[[ EXTRACTED DATA, beginning ]]

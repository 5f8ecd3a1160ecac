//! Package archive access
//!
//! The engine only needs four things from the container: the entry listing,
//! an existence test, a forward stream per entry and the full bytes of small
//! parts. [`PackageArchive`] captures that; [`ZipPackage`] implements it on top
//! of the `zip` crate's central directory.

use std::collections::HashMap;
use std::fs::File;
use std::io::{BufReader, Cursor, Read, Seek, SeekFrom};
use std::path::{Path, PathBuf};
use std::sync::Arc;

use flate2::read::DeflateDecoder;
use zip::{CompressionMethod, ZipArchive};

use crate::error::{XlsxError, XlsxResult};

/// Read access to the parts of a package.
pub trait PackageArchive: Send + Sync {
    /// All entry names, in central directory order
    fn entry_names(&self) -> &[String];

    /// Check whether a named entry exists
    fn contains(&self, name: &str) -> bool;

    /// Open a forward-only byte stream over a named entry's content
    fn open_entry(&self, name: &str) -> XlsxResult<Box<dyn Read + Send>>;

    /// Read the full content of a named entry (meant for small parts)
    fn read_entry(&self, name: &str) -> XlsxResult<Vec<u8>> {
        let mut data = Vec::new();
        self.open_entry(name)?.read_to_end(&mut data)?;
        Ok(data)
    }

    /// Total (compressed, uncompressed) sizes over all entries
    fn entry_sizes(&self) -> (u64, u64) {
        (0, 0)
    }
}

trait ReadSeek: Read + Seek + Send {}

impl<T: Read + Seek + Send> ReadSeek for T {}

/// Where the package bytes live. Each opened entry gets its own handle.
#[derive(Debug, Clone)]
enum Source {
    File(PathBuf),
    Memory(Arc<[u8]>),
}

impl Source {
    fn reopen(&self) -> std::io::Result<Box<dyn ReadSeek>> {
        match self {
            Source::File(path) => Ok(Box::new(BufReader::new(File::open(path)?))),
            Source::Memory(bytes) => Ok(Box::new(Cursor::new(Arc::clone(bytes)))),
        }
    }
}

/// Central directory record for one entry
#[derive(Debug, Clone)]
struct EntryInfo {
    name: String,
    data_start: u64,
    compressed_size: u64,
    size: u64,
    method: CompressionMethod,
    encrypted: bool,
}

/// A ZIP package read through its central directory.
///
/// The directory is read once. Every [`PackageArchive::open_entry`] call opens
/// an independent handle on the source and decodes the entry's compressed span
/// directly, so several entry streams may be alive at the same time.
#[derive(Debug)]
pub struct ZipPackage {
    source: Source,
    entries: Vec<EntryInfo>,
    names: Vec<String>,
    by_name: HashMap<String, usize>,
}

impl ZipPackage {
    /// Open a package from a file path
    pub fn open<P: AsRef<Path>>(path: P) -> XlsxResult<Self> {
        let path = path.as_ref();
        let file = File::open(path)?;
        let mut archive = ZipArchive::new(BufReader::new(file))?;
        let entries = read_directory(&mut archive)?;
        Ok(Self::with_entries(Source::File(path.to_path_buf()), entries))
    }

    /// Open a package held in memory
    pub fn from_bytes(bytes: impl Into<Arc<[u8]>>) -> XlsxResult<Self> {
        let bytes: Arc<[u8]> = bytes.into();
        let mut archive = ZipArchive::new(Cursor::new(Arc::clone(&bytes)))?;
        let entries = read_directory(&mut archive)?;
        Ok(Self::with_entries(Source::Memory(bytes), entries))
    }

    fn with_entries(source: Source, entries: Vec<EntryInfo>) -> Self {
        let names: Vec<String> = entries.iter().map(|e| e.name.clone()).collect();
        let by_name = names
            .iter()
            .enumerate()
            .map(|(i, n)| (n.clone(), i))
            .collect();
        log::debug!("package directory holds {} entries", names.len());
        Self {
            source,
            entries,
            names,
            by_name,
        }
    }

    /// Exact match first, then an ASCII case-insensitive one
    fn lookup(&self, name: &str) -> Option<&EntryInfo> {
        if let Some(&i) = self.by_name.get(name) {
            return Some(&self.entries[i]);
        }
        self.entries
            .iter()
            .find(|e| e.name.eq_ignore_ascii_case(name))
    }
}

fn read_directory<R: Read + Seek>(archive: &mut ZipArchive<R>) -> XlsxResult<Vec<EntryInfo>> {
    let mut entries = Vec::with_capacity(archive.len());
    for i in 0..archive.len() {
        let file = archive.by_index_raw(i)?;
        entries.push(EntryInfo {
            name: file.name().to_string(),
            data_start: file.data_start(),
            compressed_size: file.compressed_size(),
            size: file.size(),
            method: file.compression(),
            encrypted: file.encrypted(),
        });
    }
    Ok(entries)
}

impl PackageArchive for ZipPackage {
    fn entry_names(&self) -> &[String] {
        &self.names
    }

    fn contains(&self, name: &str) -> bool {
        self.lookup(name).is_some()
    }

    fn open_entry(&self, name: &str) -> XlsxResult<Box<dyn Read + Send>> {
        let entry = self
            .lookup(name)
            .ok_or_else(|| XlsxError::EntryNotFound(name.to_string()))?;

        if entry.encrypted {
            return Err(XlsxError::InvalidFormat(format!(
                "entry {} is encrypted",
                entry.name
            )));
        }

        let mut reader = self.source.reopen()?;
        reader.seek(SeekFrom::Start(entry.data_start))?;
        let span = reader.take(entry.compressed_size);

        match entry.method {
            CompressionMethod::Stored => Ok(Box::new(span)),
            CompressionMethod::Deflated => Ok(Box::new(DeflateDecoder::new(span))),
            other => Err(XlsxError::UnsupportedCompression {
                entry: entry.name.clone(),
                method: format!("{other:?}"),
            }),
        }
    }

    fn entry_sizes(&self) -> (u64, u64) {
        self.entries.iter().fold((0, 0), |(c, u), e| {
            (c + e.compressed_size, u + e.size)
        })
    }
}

[[ EXTRACTED DATA, end ]]
[[ EXTRACTED DATA, beginning ]]

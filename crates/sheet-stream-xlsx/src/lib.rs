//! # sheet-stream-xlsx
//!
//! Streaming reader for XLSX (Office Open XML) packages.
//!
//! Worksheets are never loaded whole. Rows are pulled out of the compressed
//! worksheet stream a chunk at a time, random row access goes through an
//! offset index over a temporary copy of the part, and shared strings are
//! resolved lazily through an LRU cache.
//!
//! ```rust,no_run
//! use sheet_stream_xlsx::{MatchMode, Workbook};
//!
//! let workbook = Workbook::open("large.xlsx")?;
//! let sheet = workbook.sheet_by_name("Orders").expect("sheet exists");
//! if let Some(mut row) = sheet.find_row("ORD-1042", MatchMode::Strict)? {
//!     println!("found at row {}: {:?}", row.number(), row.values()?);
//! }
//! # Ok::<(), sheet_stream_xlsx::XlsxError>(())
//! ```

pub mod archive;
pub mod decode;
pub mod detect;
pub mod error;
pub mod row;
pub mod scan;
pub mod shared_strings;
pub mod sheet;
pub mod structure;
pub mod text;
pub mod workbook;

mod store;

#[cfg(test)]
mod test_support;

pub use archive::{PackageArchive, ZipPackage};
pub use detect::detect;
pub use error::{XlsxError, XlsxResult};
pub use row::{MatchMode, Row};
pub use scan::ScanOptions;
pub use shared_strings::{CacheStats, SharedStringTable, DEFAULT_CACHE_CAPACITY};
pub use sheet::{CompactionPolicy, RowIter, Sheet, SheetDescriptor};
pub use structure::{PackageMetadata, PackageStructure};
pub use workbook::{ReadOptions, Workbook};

[[ EXTRACTED DATA, end ]]

Tally the lines above that contain the string "time". Respond with the total alone.

## OUTPUT FOR THIS EXERCISE
2